‘We’ll certainly be that.’ The girl called Jean, who must be this Prendick’s secretary, nodded to him briskly like an equal. She gave a look round the whole set-up, including a glance at Phil that made him feel he was an easy sum she’d worked out quick and dropped into a filing cabinet. ‘I’ll telephone from the pub at the corner. And then wait in the car.’
She was gone. If she’d walked out taking that whole £20,000 with her Phil Tombs couldn’t have felt more deprived.

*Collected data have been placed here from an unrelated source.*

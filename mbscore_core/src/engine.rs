//! Scoring engine.
//!
//! Loads reference tables and the age model once, then scores samples
//! independently. Batches run on a rayon pool; a failing sample is recorded
//! and never aborts the rest of the batch.

use crate::age::{default_age_model, predict_age, AgeModel, LinearAgeModel};
use crate::aggregate::{aggregate, Provenance, SampleResult, StageOutcomes};
use crate::diversity::compute_diversity;
use crate::enterotype::{classify_enterotype, Clusterer, SeededKMeans};
use crate::functional::{resolve_functional, FunctionalSummary};
use crate::health::score_health;
use crate::normalize::{profile_sample, profile_samples, SampleProfile};
use crate::reference::ReferenceData;
use crate::risk::score_risks;
use crate::{Config, Error, FeatureTable, Rank, Result};
use chrono::{DateTime, Utc};
use rayon::prelude::*;
use serde::{Deserialize, Serialize};
use std::collections::HashMap;
use std::sync::Arc;
use uuid::Uuid;

pub const ENGINE_VERSION: &str = env!("CARGO_PKG_VERSION");

/// Optional per-sample inputs supplied alongside the abundance table
#[derive(Clone, Debug, Default)]
pub struct ScoringInputs {
    pub chronological_ages: HashMap<String, f64>,
    pub functional: HashMap<String, FunctionalSummary>,
}

/// A sample that could not be scored
#[derive(Clone, Debug, Serialize, Deserialize, PartialEq)]
pub struct SampleFailure {
    pub sample_id: String,
    pub error: String,
}

/// Results of one batch run
#[derive(Clone, Debug)]
pub struct BatchOutcome {
    pub run_id: Uuid,
    pub results: Vec<SampleResult>,
    pub failures: Vec<SampleFailure>,
}

/// Shared, read-only scoring state
#[derive(Clone)]
pub struct Engine {
    config: Arc<Config>,
    references: Arc<ReferenceData>,
    age_model: Option<Arc<dyn AgeModel>>,
    clusterer: Arc<dyn Clusterer>,
}

impl Engine {
    /// Load references and the age model named in `config`
    ///
    /// A malformed reference table is fatal. An age model that fails to load
    /// only disables the age stage.
    pub fn new(config: Config) -> Result<Self> {
        let references = ReferenceData::load(&config.references)?;

        let age_model: Option<Arc<dyn AgeModel>> = match &config.references.age_model {
            Some(path) => match LinearAgeModel::load(path) {
                Ok(model) => Some(Arc::new(model)),
                Err(e) => {
                    tracing::warn!("Age prediction disabled: {}", e);
                    None
                }
            },
            None => Some(Arc::new(default_age_model())),
        };

        Self::with_parts(config, references, age_model)
    }

    /// Assemble an engine from already-loaded parts
    ///
    /// The references are validated here as well, so hand-built tables get
    /// the same checks as loaded ones.
    pub fn with_parts(
        config: Config,
        references: ReferenceData,
        age_model: Option<Arc<dyn AgeModel>>,
    ) -> Result<Self> {
        config.validate()?;
        references.ensure_valid()?;
        let clusterer = Arc::new(SeededKMeans::from_config(&config.enterotype));
        Ok(Self {
            config: Arc::new(config),
            references: Arc::new(references),
            age_model,
            clusterer,
        })
    }

    /// Replace the enterotype clustering algorithm
    pub fn with_clusterer(mut self, clusterer: Arc<dyn Clusterer>) -> Self {
        self.clusterer = clusterer;
        self
    }

    pub fn config(&self) -> &Config {
        &self.config
    }

    pub fn references(&self) -> &ReferenceData {
        &self.references
    }

    pub fn age_model(&self) -> Option<&dyn AgeModel> {
        self.age_model.as_deref()
    }

    /// Normalize one table column into a profile
    pub fn profile(&self, table: &FeatureTable, sample_idx: usize) -> SampleProfile {
        profile_sample(
            table,
            sample_idx,
            &[self.config.diversity.rank],
            self.config.normalization.min_sample_reads,
        )
    }

    fn provenance(&self, run_id: Uuid, generated_at: DateTime<Utc>) -> Provenance {
        Provenance {
            run_id,
            generated_at,
            engine_version: ENGINE_VERSION.to_string(),
            diversity_rank: self.config.diversity.rank,
            references: self.references.versions(),
            age_model: self.age_model.as_ref().map(|m| m.version().to_string()),
        }
    }

    /// Run every stage on one profile
    pub fn score_profile(
        &self,
        profile: &SampleProfile,
        inputs: &ScoringInputs,
        provenance: Provenance,
    ) -> Result<SampleResult> {
        let config = &self.config;
        let refs = &self.references;

        let genus = profile.vector(Rank::Genus).ok_or_else(|| Error::Sample {
            sample: profile.sample_id.clone(),
            message: "no genus abundance vector in profile".into(),
        })?;

        let stages = StageOutcomes {
            diversity: compute_diversity(profile, &config.diversity)?,
            enterotype: classify_enterotype(genus, refs, &config.enterotype, self.clusterer.as_ref()),
            health: score_health(profile, refs, &config.health),
            disease_risk: score_risks(profile, refs),
            age: predict_age(
                profile,
                refs.core_genera(),
                self.age_model(),
                inputs.chronological_ages.get(&profile.sample_id).copied(),
            ),
            functional: resolve_functional(
                profile,
                inputs.functional.get(&profile.sample_id),
                config.functional.estimate_when_missing,
            ),
        };

        Ok(aggregate(
            profile,
            stages,
            provenance,
            config.normalization.top_taxa,
        ))
    }

    /// Score a single named sample
    pub fn score_sample(
        &self,
        table: &FeatureTable,
        sample_id: &str,
        inputs: &ScoringInputs,
    ) -> Result<SampleResult> {
        let idx = table.sample_index(sample_id).ok_or_else(|| Error::Sample {
            sample: sample_id.to_string(),
            message: "not present in abundance table".into(),
        })?;
        let profile = self.profile(table, idx);
        self.score_profile(&profile, inputs, self.provenance(Uuid::new_v4(), Utc::now()))
    }

    /// Score every sample in the table in parallel
    pub fn score_batch(&self, table: &FeatureTable, inputs: &ScoringInputs) -> Result<BatchOutcome> {
        match self.config.engine.threads {
            0 => Ok(self.run_batch(table, inputs)),
            threads => {
                let pool = rayon::ThreadPoolBuilder::new()
                    .num_threads(threads)
                    .build()
                    .map_err(|e| Error::Other(format!("Failed to build thread pool: {}", e)))?;
                Ok(pool.install(|| self.run_batch(table, inputs)))
            }
        }
    }

    fn run_batch(&self, table: &FeatureTable, inputs: &ScoringInputs) -> BatchOutcome {
        let run_id = Uuid::new_v4();
        let provenance = self.provenance(run_id, Utc::now());

        tracing::info!("Scoring {} samples (run {})", table.samples.len(), run_id);

        let profiles = profile_samples(
            table,
            &[self.config.diversity.rank],
            self.config.normalization.min_sample_reads,
        );
        let scored: Vec<std::result::Result<SampleResult, SampleFailure>> = profiles
            .par_iter()
            .map(|profile| {
                self.score_profile(profile, inputs, provenance.clone())
                    .map_err(|e| SampleFailure {
                        sample_id: profile.sample_id.clone(),
                        error: e.to_string(),
                    })
            })
            .collect();

        let mut results = Vec::new();
        let mut failures = Vec::new();
        for outcome in scored {
            match outcome {
                Ok(result) => results.push(result),
                Err(failure) => {
                    tracing::warn!("Sample '{}' failed: {}", failure.sample_id, failure.error);
                    failures.push(failure);
                }
            }
        }

        let complete = results
            .iter()
            .filter(|r| r.completeness().is_complete())
            .count();
        tracing::info!(
            "Scored {} samples ({} fully complete, {} failed)",
            results.len(),
            complete,
            failures.len()
        );

        BatchOutcome {
            run_id,
            results,
            failures,
        }
    }
}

And now Prendick was coming at him – crossing the jaspé lino Phil had put down for auntie at Christmas with his air of moving over acres of gracious living. ‘I hope,’ he murmured, ‘you don’t mind all this, Tombs? It won’t last long.’
Phil had never had ‘Tombs’ said to him in that tone before. ‘Tombs’ had always sounded as if it was made to go with ‘Look lively, can’t you?’ or ‘Take that lot over to the tool room, d’you hear?’ He naturally expected ‘Mr. Tombs’ on formal occasions – and it was ‘Mr. Tombs’ he’d been getting from Badger the Black-jacket. But the nature of Prendick’s ‘Tombs’ of course he picked up at once. It was clubman nattering to clubman, or Eton nodding to Harrow during the cricket match. And how to react, Phil didn’t know at all. He wasn’t going to be condescended to, he wasn’t. And he felt that this pass of Prendick’s wasn’t quite right. A real aristocrat – you might put it this way – would have murmured every one of these words except just that ‘Tombs’. For your name, spoken like that, presumes something that ten minutes’ acquaintance just can’t have created. That was it.
‘I can take it,’ Phil said. ‘Fair’s fair. You get the publicity, and I get the cheque.’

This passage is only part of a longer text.